**Task goal**
Search the records for the string "DbError", then copy each line that has it.

**Input material**
***

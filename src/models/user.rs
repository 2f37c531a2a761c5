use chrono::NaiveDate;
use serde::{Deserialize, Serialize};
use std::fmt;
use std::str::FromStr;

use crate::error::DbError;

/// Unique identifier for users, assigned by the store
#[derive(Debug, Clone, Copy, PartialEq, Eq, Hash, PartialOrd, Ord, Serialize, Deserialize)]
pub struct UserId(pub i64);

impl fmt::Display for UserId {
    fn fmt(&self, f: &mut fmt::Formatter<'_>) -> fmt::Result {
        write!(f, "{}", self.0)
    }
}

impl FromStr for UserId {
    type Err = DbError;

    fn from_str(s: &str) -> Result<Self, Self::Err> {
        s.trim()
            .parse::<i64>()
            .map(UserId)
            .map_err(|_| DbError::InvalidInput(format!("user id must be numeric, got '{s}'")))
    }
}

/// Access level of a user account
#[derive(Debug, Clone, Copy, PartialEq, Eq, Default, Serialize, Deserialize)]
#[serde(rename_all = "lowercase")]
pub enum Role {
    #[default]
    Regular,
    Admin,
}

impl Role {
    pub fn as_str(&self) -> &'static str {
        match self {
            Role::Regular => "regular",
            Role::Admin => "admin",
        }
    }

    /// Usage reports are restricted to administrators
    pub fn can_run_reports(&self) -> bool {
        matches!(self, Role::Admin)
    }
}

impl FromStr for Role {
    type Err = DbError;

    fn from_str(s: &str) -> Result<Self, Self::Err> {
        match s {
            "regular" => Ok(Role::Regular),
            "admin" => Ok(Role::Admin),
            other => Err(DbError::InvalidInput(format!("unknown role '{other}'"))),
        }
    }
}

impl fmt::Display for Role {
    fn fmt(&self, f: &mut fmt::Formatter<'_>) -> fmt::Result {
        f.write_str(self.as_str())
    }
}

/// A registered account
#[derive(Debug, Clone, PartialEq, Eq, Serialize, Deserialize)]
pub struct User {
    pub id: UserId,
    pub username: String,
    /// Opaque credential, compared verbatim
    #[serde(skip_serializing)]
    pub password: String,
    pub register_date: NaiveDate,
    pub role: Role,
}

***

**Written response**
use crate::error::DbError;
    type Err = DbError;
            .map_err(|_| DbError::InvalidInput(format!("user id must be numeric, got '{s}'")))
    type Err = DbError;
            other => Err(DbError::InvalidInput(format!("unknown role '{other}'"))),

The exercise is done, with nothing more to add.